Crisi libica, Ziegler uomo della provvidenza?
L'avvocato Charles Poncet, rappresentante in Svizzera del governo libico, ha indicato il sociologo elvetico quale soluzione per appianare le tensioni tra Berna e Tripoli.
«Jean Ziegler, che conosce Muammar Gheddafi da 35-40 anni e ha instaurato con lui un legame di amicizia, avrebbe potuto impedire il deteriorarsi delle relazioni», ha dichiarato venerdì Poncet alla Radio romanda. L’avvocato ha nel contempo criticato l’operato del Dipartimento federale degli affari esteri (Dfae): a suo parere, non è infatti stato all’altezza della situazione.

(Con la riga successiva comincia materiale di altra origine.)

use std::sync::Arc;
use std::time::Duration;

use anyhow::Result;
use log::info;
use tokio::time::sleep;

use tripmeter::{Database, SimulatedLocationClient, TripEngine};

/// Scripted drive against the simulated GPS source: start, pause, resume,
/// stop, save, then browse and clear the history. Run with RUST_LOG=debug
/// for per-sample output.
#[tokio::main]
async fn main() -> Result<()> {
    env_logger::Builder::from_default_env()
        .filter_level(log::LevelFilter::Info)
        .init();

    let db_path = std::env::temp_dir().join("tripmeter.sqlite3");
    let db = Database::new(db_path)?;
    let engine = TripEngine::new(Arc::new(SimulatedLocationClient::new()), db.clone());

    let mut updates = engine.subscribe();
    tokio::spawn(async move {
        while updates.changed().await.is_ok() {
            let snapshot = updates.borrow_and_update().clone();
            info!(
                "{:?}: {:>5.1} km/h  avg {:>5.1}  max {:>5.1}  {:.4} km  {} ms",
                snapshot.state,
                snapshot.current_speed_kmh,
                snapshot.avg_speed_kmh,
                snapshot.max_speed_kmh,
                snapshot.distance_km,
                snapshot.duration_ms,
            );
        }
    });

    engine.start().await?;
    sleep(Duration::from_secs(5)).await;

    engine.pause().await;
    sleep(Duration::from_secs(2)).await;

    engine.resume().await?;
    sleep(Duration::from_secs(5)).await;

    engine.stop().await;
    let trip = engine.save().await?.expect("a stopped trip to save");
    info!("Saved trip {} ({} -> {})", trip.id, trip.start, trip.end);

    let trips = db.list_trips().await?;
    println!("{}", serde_json::to_string_pretty(&trips)?);

    // Clear the demo rows so repeated runs start fresh.
    let ids: Vec<i64> = trips.iter().map(|trip| trip.id).collect();
    let deleted = db.delete_trips(&ids).await?;
    info!("Deleted {deleted} trips");

    Ok(())
}
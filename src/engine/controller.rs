use std::sync::Arc;
use std::time::Duration;

use chrono::Utc;
use log::{error, info, warn};
use tokio::sync::{mpsc, watch, Mutex};
use tokio::task::JoinHandle;
use tokio::time::{self, MissedTickBehavior};
use tokio_util::sync::CancellationToken;

use crate::db::Database;
use crate::errors::EngineError;
use crate::location::LocationClient;
use crate::models::{LocationSample, Trip};

use super::state::{TripSnapshot, TripState, TripTelemetry};

const TICK_MS: u64 = 1000;

/// A cancellable background task. `stop` is the only way to drop one, so a
/// transition is complete only after the task has fully wound down and can
/// no longer touch the telemetry.
struct WorkerTask {
    handle: JoinHandle<()>,
    cancel: CancellationToken,
}

impl WorkerTask {
    async fn stop(self) {
        self.cancel.cancel();
        if let Err(err) = self.handle.await {
            error!("Trip worker task failed to join: {err}");
        }
    }
}

/// Consumes a location-update stream, maintains running trip statistics,
/// walks the Idle → Started → Paused/Stopped → Idle lifecycle and hands
/// finalized trips to the store.
///
/// Lifecycle calls from mismatched states are deterministic no-ops; see the
/// individual methods. All telemetry mutation is serialized on one mutex,
/// shared with the sampler and duration-ticker tasks.
#[derive(Clone)]
pub struct TripEngine {
    telemetry: Arc<Mutex<TripTelemetry>>,
    location: Arc<dyn LocationClient>,
    db: Database,
    sampler: Arc<Mutex<Option<WorkerTask>>>,
    ticker: Arc<Mutex<Option<WorkerTask>>>,
    updates: Arc<watch::Sender<TripSnapshot>>,
    sample_interval: Duration,
}

impl TripEngine {
    pub fn new(location: Arc<dyn LocationClient>, db: Database) -> Self {
        let (updates, _) = watch::channel(TripTelemetry::new().snapshot());
        Self {
            telemetry: Arc::new(Mutex::new(TripTelemetry::new())),
            location,
            db,
            sampler: Arc::new(Mutex::new(None)),
            ticker: Arc::new(Mutex::new(None)),
            updates: Arc::new(updates),
            sample_interval: Duration::from_millis(TICK_MS),
        }
    }

    /// Last-value-wins feed of telemetry snapshots. Late subscribers see
    /// the current value, not history.
    pub fn subscribe(&self) -> watch::Receiver<TripSnapshot> {
        self.updates.subscribe()
    }

    pub async fn snapshot(&self) -> TripSnapshot {
        self.telemetry.lock().await.snapshot()
    }

    pub async fn state(&self) -> TripState {
        self.telemetry.lock().await.state
    }

    /// Begins a new tracking session: resets the telemetry, subscribes to
    /// the location source and starts the duration ticker.
    ///
    /// A subscription failure leaves the engine `Idle` with the telemetry
    /// untouched. Calling while a session is active is a no-op.
    pub async fn start(&self) -> Result<(), EngineError> {
        {
            let guard = self.telemetry.lock().await;
            if guard.state != TripState::Idle {
                warn!("Start requested while {:?}; ignoring", guard.state);
                return Ok(());
            }
        }

        // Subscribe before touching any state so a permission or provider
        // failure leaves nothing to unwind.
        let rx = self.location.subscribe(self.sample_interval)?;

        {
            let mut guard = self.telemetry.lock().await;
            guard.reset();
            guard.state = TripState::Started;
        }

        self.spawn_sampler(rx).await;
        self.spawn_ticker().await;
        self.publish().await;
        info!("Trip started");
        Ok(())
    }

    /// Freezes the session: unsubscribes from the location source and halts
    /// the duration ticker. Accumulated statistics are kept. No-op unless
    /// `Started`. When this returns, no further sample or tick can land.
    pub async fn pause(&self) {
        {
            let mut guard = self.telemetry.lock().await;
            if guard.state != TripState::Started {
                return;
            }
            guard.state = TripState::Paused;
        }

        self.halt_workers().await;
        self.publish().await;
        info!("Trip paused");
    }

    /// Re-subscribes and resumes duration ticking. No-op unless `Paused`.
    ///
    /// A subscription failure leaves the engine `Paused` with all progress
    /// intact, so the caller can retry.
    pub async fn resume(&self) -> Result<(), EngineError> {
        {
            let guard = self.telemetry.lock().await;
            if guard.state != TripState::Paused {
                return Ok(());
            }
        }

        let rx = self.location.subscribe(self.sample_interval)?;

        {
            let mut guard = self.telemetry.lock().await;
            guard.state = TripState::Started;
        }

        self.spawn_sampler(rx).await;
        self.spawn_ticker().await;
        self.publish().await;
        info!("Trip resumed");
        Ok(())
    }

    /// Ends the session: captures the last known position as the trip end,
    /// unsubscribes and halts ticking. Accepted from `Started` or `Paused`;
    /// no-op otherwise. The session then awaits `save` or `discard`.
    pub async fn stop(&self) {
        {
            let mut guard = self.telemetry.lock().await;
            if !matches!(guard.state, TripState::Started | TripState::Paused) {
                return;
            }
            guard.end_location = guard.last_location;
            guard.state = TripState::Stopped;
        }

        self.halt_workers().await;
        self.publish().await;
        info!("Trip stopped");
    }

    /// Finalizes the stopped session into a [`Trip`], persists it and
    /// resets to `Idle`. Returns the stored record with its assigned id,
    /// or `None` when there is no stopped session to save.
    ///
    /// A storage failure is surfaced without resetting: the engine stays
    /// `Stopped` with the telemetry intact, so the trip is not lost.
    pub async fn save(&self) -> Result<Option<Trip>, EngineError> {
        let record = {
            let guard = self.telemetry.lock().await;
            if guard.state != TripState::Stopped {
                return Ok(None);
            }

            // A trip that never saw a fix falls back to the origin, the
            // same as an empty-provider reading on the device.
            let start = guard.start_location.unwrap_or_default();
            let end = guard
                .end_location
                .or(guard.last_location)
                .unwrap_or_default();

            Trip {
                id: 0,
                start: start.encode(),
                end: end.encode(),
                distance: guard.distance_km,
                average_speed: guard.avg_speed_kmh(),
                max_speed: guard.max_speed_kmh,
                duration: guard.duration_ms as i64,
                date: Utc::now().timestamp_millis(),
            }
        };

        let id = self.db.insert_trip(&record).await?;

        {
            let mut guard = self.telemetry.lock().await;
            guard.reset();
        }
        self.publish().await;
        info!("Trip {id} saved");
        Ok(Some(Trip { id, ..record }))
    }

    /// Throws the stopped session away without persisting. No-op unless
    /// `Stopped`.
    pub async fn discard(&self) {
        {
            let mut guard = self.telemetry.lock().await;
            if guard.state != TripState::Stopped {
                return;
            }
            guard.reset();
        }
        self.publish().await;
        info!("Trip discarded");
    }

    async fn spawn_sampler(&self, mut rx: mpsc::Receiver<LocationSample>) {
        let mut slot = self.sampler.lock().await;
        if let Some(task) = slot.take() {
            task.stop().await;
        }

        let telemetry = self.telemetry.clone();
        let updates = self.updates.clone();
        let cancel = CancellationToken::new();
        let token = cancel.clone();

        let handle = tokio::spawn(async move {
            loop {
                tokio::select! {
                    biased;
                    _ = token.cancelled() => break,
                    sample = rx.recv() => {
                        let Some(sample) = sample else {
                            warn!("Location stream closed");
                            break;
                        };
                        let mut guard = telemetry.lock().await;
                        // A transition can land between recv and lock; a
                        // sample must never mutate a non-running session.
                        if guard.state != TripState::Started {
                            break;
                        }
                        guard.apply_sample(&sample);
                        updates.send_replace(guard.snapshot());
                    }
                }
            }
        });

        *slot = Some(WorkerTask { handle, cancel });
    }

    async fn spawn_ticker(&self) {
        let mut slot = self.ticker.lock().await;
        if let Some(task) = slot.take() {
            task.stop().await;
        }

        let telemetry = self.telemetry.clone();
        let updates = self.updates.clone();
        let cancel = CancellationToken::new();
        let token = cancel.clone();

        let handle = tokio::spawn(async move {
            let mut interval = time::interval(Duration::from_millis(TICK_MS));
            interval.set_missed_tick_behavior(MissedTickBehavior::Delay);
            // The first tick completes immediately; consume it so every
            // later tick marks a full elapsed second.
            interval.tick().await;

            loop {
                tokio::select! {
                    biased;
                    _ = token.cancelled() => break,
                    _ = interval.tick() => {
                        let mut guard = telemetry.lock().await;
                        if guard.state != TripState::Started {
                            break;
                        }
                        guard.duration_ms += TICK_MS;
                        updates.send_replace(guard.snapshot());
                    }
                }
            }
        });

        *slot = Some(WorkerTask { handle, cancel });
    }

    async fn halt_workers(&self) {
        if let Some(task) = self.sampler.lock().await.take() {
            task.stop().await;
        }
        if let Some(task) = self.ticker.lock().await.take() {
            task.stop().await;
        }
    }

    async fn publish(&self) {
        let snapshot = self.telemetry.lock().await.snapshot();
        self.updates.send_replace(snapshot);
    }
}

Ziegler, dal canto suo, ha invece preso le difese del Dfae: interpellato dalla medesima emittente, ha lodato il «coraggioso» impegno della ministra degli esteri Micheline Calmy-Rey, che si è recata personalmente in Libia e ha istituito un gruppo di crisi. «La situazione è più complessa di quanto si pensi», ha evidenziato, negando nel contempo di poter essere «l’uomo della provvidenza». Ziegler non fa parte della task-force del Dfae, ma ha dichiarato di essere già stato consultato.
L’ex professore e consigliere nazionale socialista – ora attivo quale consulente del Consiglio per i diritti umani dell’ONU – ha inoltre negato di essere un amico personale di Muammar Gheddafi: «Vengo accolto unicamente in veste di sociologo», ha precisato. Sarà così anche il 1° settembre, quando si recherà a Tripoli per il 40esimo anniversario della presa di potere da parte del colonnello Gheddafi.